§ **ABOUT THIS TASK**: Find every line below that contains the word "Result" and copy it out.

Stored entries

◆ ◆ ◆ ◆ ◆ ◆ ◆

//! CLI argument definitions using clap.

use clap::{Args, Parser, Subcommand};
use std::path::PathBuf;

/// Breakpoint: MIC interpretation from a breakpoint rule table
#[derive(Parser)]
#[command(name = "breakpoint")]
#[command(version, about, long_about = None)]
#[command(propagate_version = true)]
pub struct Cli {
    #[command(subcommand)]
    pub command: Commands,

    /// Enable verbose output
    #[arg(short, long, global = true)]
    pub verbose: bool,

    /// Log output format
    #[arg(long, global = true, default_value = "pretty", env = "BREAKPOINT_LOG_FORMAT")]
    pub log_format: LogFormat,
}

/// Location of the rule table, shared by every command.
#[derive(Args, Debug, Clone)]
pub struct RulesArg {
    /// Path to the rule table JSON (organism -> antibiotic -> ranges)
    #[arg(
        short = 'r',
        long = "rules",
        value_name = "FILE",
        env = "BREAKPOINT_RULES",
        default_value = "final_mic_rule_dict.json"
    )]
    pub path: PathBuf,
}

#[derive(Subcommand)]
pub enum Commands {
    /// Serve the MIC classification web form
    Serve {
        #[command(flatten)]
        rules: RulesArg,

        /// Address to bind
        #[arg(long, env = "BREAKPOINT_HOST", default_value = "0.0.0.0")]
        host: String,

        /// Port for web server
        #[arg(short, long, env = "PORT", default_value = "5000")]
        port: u16,

        /// Open the form in a browser once listening
        #[arg(long)]
        open: bool,
    },

    /// Classify a single MIC value
    Classify {
        #[command(flatten)]
        rules: RulesArg,

        /// Organism name, exactly as in the table
        #[arg(value_name = "ORGANISM")]
        organism: String,

        /// Antibiotic name, exactly as in the table
        #[arg(value_name = "ANTIBIOTIC")]
        antibiotic: String,

        /// MIC value
        #[arg(value_name = "MIC", allow_negative_numbers = true)]
        mic: String,

        /// Output as JSON
        #[arg(long)]
        json: bool,
    },

    /// List organisms, or antibiotics and ranges for one organism
    Rules {
        #[command(flatten)]
        rules: RulesArg,

        /// Organism to show in detail
        #[arg(value_name = "ORGANISM")]
        organism: Option<String>,

        /// Output as JSON
        #[arg(long)]
        json: bool,
    },

    /// Validate a rule table and report suspicious ranges
    Check {
        #[command(flatten)]
        rules: RulesArg,

        /// Output as JSON
        #[arg(long)]
        json: bool,

        /// Exit with an error if any warning is found
        #[arg(long)]
        strict: bool,
    },
}

/// Log output format.
#[derive(Clone, Copy, Debug, Default, PartialEq, Eq)]
pub enum LogFormat {
    /// Human-readable multi-line format.
    #[default]
    Pretty,
    /// Compact single-line format.
    Compact,
    /// JSON format for machine parsing.
    Json,
}

impl std::str::FromStr for LogFormat {
    type Err = String;

    fn from_str(s: &str) -> Result<Self, Self::Err> {
        match s.to_lowercase().as_str() {
            "pretty" => Ok(LogFormat::Pretty),
            "compact" => Ok(LogFormat::Compact),
            "json" => Ok(LogFormat::Json),
            _ => Err(format!(
                "Unknown log format: {}. Use pretty, compact, or json.",
                s
            )),
        }
    }
}

impl std::fmt::Display for LogFormat {
    fn fmt(&self, f: &mut std::fmt::Formatter<'_>) -> std::fmt::Result {
        match self {
            LogFormat::Pretty => write!(f, "pretty"),
            LogFormat::Compact => write!(f, "compact"),
            LogFormat::Json => write!(f, "json"),
        }
    }
}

◆ ◆ ◆ ◆ ◆ ◆ ◆

§ **EXERCISE OUTPUT**:
    fn from_str(s: &str) -> Result<Self, Self::Err> {
    fn fmt(&self, f: &mut std::fmt::Formatter<'_>) -> std::fmt::Result {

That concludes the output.